The people of Cambodia are a mix of ethnic Khmers who constitute almost 95 percent of Cambodia’s population, making it the most homogenous country in the world.
At the same time, the country is also home to a number of ethnic minorities, principal among them the Chams, the Chinese, and the Vietnamese.
There are at least 20 distinct hill tribes, such as the Kavet, the Tompuon, and the Phnong, who inhabit the mountainous northeast provinces. The majority of the country’s population lives in rural areas.
The dominant ethnic group is, of course, the Khmer with the total population of about 13million, and fewer than 400,000 of those are non-Khmer.
The origin of the Khmer people is still the subject of debate. They may be from Mongol and Melanesian groups, or other groups altogether.
The influence of Indian and Javanese cultures is evident in both pre-Angkor and Angkor architecture, arts, and traditions. There were also large migrations from China and Vietnam in the 18th and 19th centuries, just prior to the French Colonial era.
When the Khmer Rouge took over, many of the Chinese and Vietnamese left, severely damaging both the agricultural and merchant capabilities of Cambodian society.
The Khmer Rouge murdered many of the ethnic Chinese and Vietnamese who stayed and most of those who survived left the country in 1975.
The unofficial Vietnamese population may be as high as a million and is surely at least 200,000 since many Vietnamese returned or arrived with the Vietnamese takeover in 1979. Since the departure of the ruling Vietnamese in 1989, Cambodia has not always been a good place for the remaining ethnic Vietnamese.
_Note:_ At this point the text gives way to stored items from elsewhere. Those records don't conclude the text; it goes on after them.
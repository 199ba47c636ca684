mod dirs;
mod settings;
mod validation;

pub use dirs::Directories;
pub use settings::{Config, MoonrakerConfig, NotificationsConfig};
pub use validation::{unknown_fields, warn_unknown_fields};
Although official records state that there are only about 100,000 Vietnamese people in Cambodia, the actual number may be much higher, making them the largest non-Khmer group in the country.
Phnom Penh has a large population of Vietnamese, many of whose ancestors had been brought over from Vietnam by the French as civil servants.
Originally from the Champa Kingdom of Central Vietnam, the Cham people, who number at least 250,000, have lived in Cambodia for over 500 years. More than 90 percent of the Chams are Muslims and are referred to as the Khmer Islam. Most live in Cham-only villages along the banks of the Mekong River and the Tonlé Sap Lake.
Apart from fishing, they are also involved in farming, raising cattle, and growing rice. Cham men wear a sarong called a batik and the women usually cover their heads with a scarf or turban.
The Khmer people are the dominant ethnic group in Cambodia and are proud to proclaim themselves the descendants of the great civilization of Angkor, the symbol of the nation. They once controlled a large chunk of Southeast Asia that extended into modern-day Thailand and Vietnam.
The impact of classic Khmer culture in Cambodia is evident in the revival of several ancient arts such as the apsara (celestial dancing girl) dance and the music that accompanies these dances, both of which go back to the glorious traditions of Angkor.
Cambodians of Chinese or mixed Chinese and Cambodian descent are known as the Khmer Chen. The Chinese people controlled businesses and economic interests in Cambodia before the 1975 revolution, but the community was brutally persecuted by the Khmer Rouge, and thousands emigrated.
Today, over half a million Khmer Chen live in Cambodia and they continue to dominate commerce in the urban centres, particularly banking, money lending, and the import and export of food products.